Monday, April 02, 2007


Fancy being on NST... well, that's what this culinary adventure has led to. RESTORAN HAINAN CURRY RICE was featured on a Sunday column by foodie Tan Bee Hong ... check out the write up here:

What remains to be told is the story of Hainanese people in Malaysia -

The Hainanese people were predominantly working for the British as 'cooks' in their kitchens during our pre-independence days. These British also taught the Hainanese how to prepare curry (they had tasted in India) here in their mansions in Malaya. Of course then, the Hainanese cooks started to prepare a little bit of the same (perhaps slightly modified, and toned down on the spice levels) for their families – and it thus it gained popularity, and perhaps even spawned our own Chinese style curries (as you know – when Chinese families prepare any curry dish, it has influences of both Indian and Malay spice mix, coupled with tweaks to suit the Chinese palette).

You might have heard of 'Scissors Pork Rice' dish before, or 'Scissors Curry Rice', as there are a few of these outlets in Singapore. It is basically of the same origin, as when the Hainanese started to sell this type of food – they had to be fast in cutting the pieces of pork / meat with scissors – to meet the fast pace of demand from customers queuing up! Hence the name of the food/dish became synonymous with how it was prepared.

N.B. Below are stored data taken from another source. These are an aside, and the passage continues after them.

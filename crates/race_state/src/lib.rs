//! # Race State
//!
//! Snapshot cache of the latest known sample per entity per category.
//!
//! The ingestion pipeline writes one whole batch at a time; connection
//! sessions read a consistent copy when a subscriber joins.

mod cache;

pub use cache::RaceStateCache;
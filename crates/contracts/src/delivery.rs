//! Fan-out contracts - Broadcast Hub interface
//!
//! The Ingestion Pipeline only sees the `Broadcaster` trait, so it can be
//! exercised with a fake hub.

use serde::Serialize;
use std::fmt;

use crate::OutboundMessage;

/// Process-unique subscriber identifier
#[derive(Debug, Clone, Copy, PartialEq, Eq, Hash, PartialOrd, Ord, Serialize)]
pub struct SubscriberId(pub u64);

impl fmt::Display for SubscriberId {
    fn fmt(&self, f: &mut fmt::Formatter<'_>) -> fmt::Result {
        write!(f, "sub-{}", self.0)
    }
}

/// Result of delivering one message to one subscriber
#[derive(Debug, Clone, PartialEq, Eq, Serialize)]
#[serde(tag = "outcome", content = "reason", rename_all = "snake_case")]
pub enum DeliveryOutcome {
    /// Written to the subscriber's connection
    Delivered,
    /// The send failed with an error
    Failed(String),
    /// The send did not complete in time
    TimedOut,
    /// The subscriber's outbound queue was full; message dropped for it
    QueueFull,
    /// The subscriber was already closed
    Closed,
}

impl DeliveryOutcome {
    pub fn is_delivered(&self) -> bool {
        matches!(self, Self::Delivered)
    }

    /// Short label used for logs and metrics
    pub fn label(&self) -> &'static str {
        match self {
            Self::Delivered => "delivered",
            Self::Failed(_) => "failed",
            Self::TimedOut => "timed_out",
            Self::QueueFull => "queue_full",
            Self::Closed => "closed",
        }
    }
}

/// Per-subscriber outcomes of one publish
#[derive(Debug, Clone, Default, Serialize)]
pub struct PublishReport {
    pub outcomes: Vec<(SubscriberId, DeliveryOutcome)>,
}

impl PublishReport {
    pub fn subscriber_count(&self) -> usize {
        self.outcomes.len()
    }

    pub fn delivered(&self) -> usize {
        self.outcomes
            .iter()
            .filter(|(_, outcome)| outcome.is_delivered())
            .count()
    }

    pub fn failed(&self) -> usize {
        self.subscriber_count() - self.delivered()
    }

    /// Outcome for one subscriber, if it took part
    pub fn outcome(&self, id: SubscriberId) -> Option<&DeliveryOutcome> {
        self.outcomes
            .iter()
            .find(|(sid, _)| *sid == id)
            .map(|(_, outcome)| outcome)
    }
}

/// Fan-out interface
///
/// `publish` attempts delivery to every current subscriber and returns once
/// every attempt has completed or definitively failed. It never fails as a
/// whole: per-subscriber failures are reported in the `PublishReport`.
#[trait_variant::make(Broadcaster: Send)]
pub trait LocalBroadcaster {
    async fn publish(&self, message: &OutboundMessage) -> PublishReport;
}

#[cfg(test)]
mod tests {
    use super::*;

    #[test]
    fn test_report_counts() {
        let report = PublishReport {
            outcomes: vec![
                (SubscriberId(1), DeliveryOutcome::Delivered),
                (SubscriberId(2), DeliveryOutcome::TimedOut),
                (SubscriberId(3), DeliveryOutcome::Delivered),
            ],
        };

        assert_eq!(report.subscriber_count(), 3);
        assert_eq!(report.delivered(), 2);
        assert_eq!(report.failed(), 1);
        assert_eq!(
            report.outcome(SubscriberId(2)),
            Some(&DeliveryOutcome::TimedOut)
        );
        assert_eq!(report.outcome(SubscriberId(9)), None);
    }
}
//! Relay orchestration module.

mod orchestrator;
mod stats;

pub use orchestrator::{Relay, RelayOptions};
pub use stats::RelayStats;
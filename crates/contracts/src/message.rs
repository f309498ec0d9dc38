//! OutboundMessage - the subscriber-facing wire schema
//!
//! ```text
//! {"type":"init","data":{"positions":{..},"telemetry":{..}}}
//! {"type":"positions","data":[{"driver":"44","pos":{..}}, ..]}
//! {"type":"telemetry","data":[{"driver":"44","telemetry":{..}}, ..]}
//! ```

use serde::{Deserialize, Serialize};
use std::fmt;
use std::sync::Arc;

use crate::{ContractError, PositionUpdate, RaceState, TelemetryUpdate};

/// Message pushed to subscribers
#[derive(Debug, Clone, PartialEq, Serialize, Deserialize)]
#[serde(tag = "type", content = "data", rename_all = "snake_case")]
pub enum OutboundMessage {
    /// Full snapshot, sent once when a subscriber joins
    Init(RaceState),

    /// Batch of position updates in upstream order
    Positions(Vec<PositionUpdate>),

    /// Batch of telemetry updates in upstream order
    Telemetry(Vec<TelemetryUpdate>),
}

impl OutboundMessage {
    /// Value of the `type` discriminator
    pub fn kind(&self) -> &'static str {
        match self {
            Self::Init(_) => "init",
            Self::Positions(_) => "positions",
            Self::Telemetry(_) => "telemetry",
        }
    }

    /// Number of per-entity entries carried
    pub fn entry_count(&self) -> usize {
        match self {
            Self::Init(state) => state.positions.len() + state.telemetry.len(),
            Self::Positions(batch) => batch.len(),
            Self::Telemetry(batch) => batch.len(),
        }
    }
}

/// An `OutboundMessage` encoded once and shared by every subscriber send.
#[derive(Clone, PartialEq, Eq)]
pub struct WireFrame {
    kind: &'static str,
    text: Arc<str>,
}

impl WireFrame {
    /// Encode a message as JSON text
    pub fn encode(message: &OutboundMessage) -> Result<Self, ContractError> {
        let text = serde_json::to_string(message)
            .map_err(|e| ContractError::encode(message.kind(), e.to_string()))?;

        Ok(Self {
            kind: message.kind(),
            text: Arc::from(text),
        })
    }

    /// Message type this frame carries
    pub fn kind(&self) -> &'static str {
        self.kind
    }

    pub fn as_str(&self) -> &str {
        &self.text
    }

    pub fn len(&self) -> usize {
        self.text.len()
    }

    pub fn is_empty(&self) -> bool {
        self.text.is_empty()
    }
}

impl fmt::Debug for WireFrame {
    fn fmt(&self, f: &mut fmt::Formatter<'_>) -> fmt::Result {
        f.debug_struct("WireFrame")
            .field("kind", &self.kind)
            .field("bytes", &self.text.len())
            .finish()
    }
}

If you asked what the speciality of this "Hainan Curry Rice' is, I struggle to pin-point some exact dish or description to encapsulate it. However, I believe it is when we taste all of the elements together, it brings in itself a whole gourmet experience to these otherwise normal dishes on their own…lots of curry, with braised meat sauce on rice (this is key to enjoying the meal – which some HCR aficionados have termed – swimming pool, or flood!), with pork, fish, mutton, tofu, vegetables, egg… you have to taste it to believe / enjoy it!